* What the task requires
Show all lines below holding the string "pipeline".

Stored data entries:
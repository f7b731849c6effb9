// src/server/mod.rs

//! Development HTTP server with live reload.
//!
//! Serves the output tree as the document root, mounts manifest-derived
//! static routes straight from the source tree, and exposes a WebSocket at
//! `/__sitemill_ws` where the runtime publishes change notifications.

pub mod reload;

use std::path::{Component, Path, PathBuf};
use std::sync::Arc;

use anyhow::{Context, Result};
use axum::extract::ws::{Message, WebSocket, WebSocketUpgrade};
use axum::extract::{Path as AxumPath, State as AxumState};
use axum::http::{header, HeaderValue, StatusCode};
use axum::response::{IntoResponse, Response};
use axum::routing::get;
use axum::Router;
use tokio::sync::broadcast;
use tower_http::cors::CorsLayer;
use tower_http::trace::TraceLayer;
use tracing::{debug, info, warn};

use crate::pipeline::statics::StaticRoute;
use crate::pipeline::BuildContext;

pub use reload::{ReloadHub, ReloadMessage};

/// Shared state behind the router.
#[derive(Debug, Clone)]
pub struct ServerState {
    output_root: PathBuf,
    /// Manifest-derived mounts served from the source tree.
    routes: Vec<StaticRoute>,
    hub: ReloadHub,
    /// Whether HTML responses get the reload client spliced in.
    inject_reload: bool,
}

impl ServerState {
    pub fn new(ctx: &BuildContext, hub: ReloadHub) -> Self {
        Self {
            output_root: ctx.paths.output_root.clone(),
            routes: ctx.manifest.routes(&ctx.paths.source_root),
            hub,
            inject_reload: ctx.mode.is_development(),
        }
    }
}

pub fn build_router(state: ServerState) -> Router {
    Router::new()
        .route("/__sitemill_ws", get(ws_reload))
        .route("/", get(route_index))
        .route("/{*path}", get(route_any))
        .layer(TraceLayer::new_for_http())
        .layer(CorsLayer::permissive())
        .with_state(Arc::new(state))
}

/// Bind and run the server until the process ends.
pub async fn serve(state: ServerState, host: &str, port: u16) -> Result<()> {
    let addr = format!("{host}:{port}");
    let router = build_router(state);

    let listener = tokio::net::TcpListener::bind(&addr)
        .await
        .with_context(|| format!("binding dev server to {addr}"))?;
    info!("dev server listening on http://{addr}");

    axum::serve(listener, router)
        .await
        .context("dev server failed")?;
    Ok(())
}

async fn route_index(AxumState(state): AxumState<Arc<ServerState>>) -> Response {
    serve_path(&state, "").await
}

async fn route_any(
    AxumPath(path): AxumPath<String>,
    AxumState(state): AxumState<Arc<ServerState>>,
) -> Response {
    serve_path(&state, &path).await
}

async fn serve_path(state: &ServerState, raw_path: &str) -> Response {
    let rel = match sanitize_rel_path(raw_path) {
        Some(rel) => rel,
        None => return (StatusCode::BAD_REQUEST, "invalid path").into_response(),
    };

    // Document root first; directories fall back to their index.html.
    let mut candidate = state.output_root.join(&rel);
    if rel.as_os_str().is_empty() || candidate.is_dir() {
        candidate = candidate.join("index.html");
    }
    if candidate.is_file() {
        return respond_file(state, &candidate).await;
    }

    let request_path = format!("/{}", rel.to_string_lossy().replace('\\', "/"));
    for mount in &state.routes {
        let Some(remainder) = request_path.strip_prefix(&mount.route) else {
            continue;
        };
        let Some(remainder) = remainder.strip_prefix('/') else {
            continue;
        };
        if remainder.is_empty() {
            continue;
        }
        let file = mount.dir.join(remainder);
        if file.is_file() {
            return respond_file(state, &file).await;
        }
    }

    not_found(state).await
}

/// Everything unmatched gets the project's 404 page, served as-is.
async fn not_found(state: &ServerState) -> Response {
    let page = state.output_root.join("404.html");
    match tokio::fs::read(&page).await {
        Ok(bytes) => respond_bytes(bytes, "text/html; charset=utf-8"),
        Err(_) => {
            warn!("no 404.html in the output tree");
            StatusCode::NOT_FOUND.into_response()
        }
    }
}

async fn respond_file(state: &ServerState, path: &Path) -> Response {
    let bytes = match tokio::fs::read(path).await {
        Ok(bytes) => bytes,
        Err(err) => {
            warn!(path = ?path, error = %err, "failed to read file");
            return (StatusCode::INTERNAL_SERVER_ERROR, "failed to read file").into_response();
        }
    };

    let ext = path.extension().and_then(|s| s.to_str()).unwrap_or_default();
    let bytes = if state.inject_reload && ext == "html" {
        match String::from_utf8(bytes) {
            Ok(html) => inject_reload_script(html).into_bytes(),
            Err(err) => err.into_bytes(),
        }
    } else {
        bytes
    };

    respond_bytes(bytes, content_type_for(ext))
}

fn respond_bytes(bytes: Vec<u8>, content_type: &str) -> Response {
    let mut response = bytes.into_response();
    if let Ok(value) = HeaderValue::from_str(content_type) {
        response.headers_mut().insert(header::CONTENT_TYPE, value);
    }
    response
}

/// Reject traversal and absolute components outright.
fn sanitize_rel_path(path: &str) -> Option<PathBuf> {
    let trimmed = path.trim_start_matches('/');
    let rel = PathBuf::from(trimmed);
    for comp in rel.components() {
        if matches!(
            comp,
            Component::ParentDir | Component::RootDir | Component::Prefix(_)
        ) {
            return None;
        }
    }
    Some(rel)
}

fn content_type_for(ext: &str) -> &'static str {
    match ext {
        "html" => "text/html; charset=utf-8",
        "css" => "text/css; charset=utf-8",
        "js" => "application/javascript; charset=utf-8",
        "json" | "map" => "application/json; charset=utf-8",
        "webmanifest" => "application/manifest+json",
        "svg" => "image/svg+xml",
        "png" => "image/png",
        "jpg" | "jpeg" => "image/jpeg",
        "webp" => "image/webp",
        "avif" => "image/avif",
        "gif" => "image/gif",
        "ico" => "image/x-icon",
        "woff" => "font/woff",
        "woff2" => "font/woff2",
        "txt" => "text/plain; charset=utf-8",
        _ => "application/octet-stream",
    }
}

fn inject_reload_script(mut html: String) -> String {
    if html.contains("/__sitemill_ws") {
        return html;
    }

    let script = r#"<script>
(function(){
  var reconnectTimer = null;

  function connect(){
    var proto = location.protocol === 'https:' ? 'wss://' : 'ws://';
    var ws = new WebSocket(proto + location.host + '/__sitemill_ws');

    ws.onmessage = function(){
      location.reload();
    };

    ws.onclose = function(){
      if (reconnectTimer) clearTimeout(reconnectTimer);
      reconnectTimer = setTimeout(connect, 600);
    };

    ws.onerror = function(){
      try { ws.close(); } catch (_) {}
    };
  }

  connect();
})();
</script>"#;

    if let Some(idx) = html.rfind("</body>") {
        html.insert_str(idx, script);
    } else {
        html.push_str(script);
    }

    html
}

async fn ws_reload(
    ws: WebSocketUpgrade,
    AxumState(state): AxumState<Arc<ServerState>>,
) -> Response {
    ws.on_upgrade(move |socket| handle_reload_socket(socket, state))
}

async fn handle_reload_socket(mut socket: WebSocket, state: Arc<ServerState>) {
    let mut rx = state.hub.subscribe();
    debug!("browser connected to reload socket");

    loop {
        tokio::select! {
            incoming = socket.recv() => {
                match incoming {
                    Some(Ok(Message::Close(_))) | None | Some(Err(_)) => break,
                    _ => {}
                }
            }
            next = rx.recv() => {
                match next {
                    Ok(message) => {
                        let Ok(txt) = serde_json::to_string(&message) else {
                            continue;
                        };
                        if socket.send(Message::Text(txt.into())).await.is_err() {
                            break;
                        }
                    }
                    Err(broadcast::error::RecvError::Lagged(_)) => continue,
                    Err(broadcast::error::RecvError::Closed) => break,
                }
            }
        }
    }

    debug!("browser disconnected from reload socket");
}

* Written solution
use crate::pipeline::statics::StaticRoute;
use crate::pipeline::BuildContext;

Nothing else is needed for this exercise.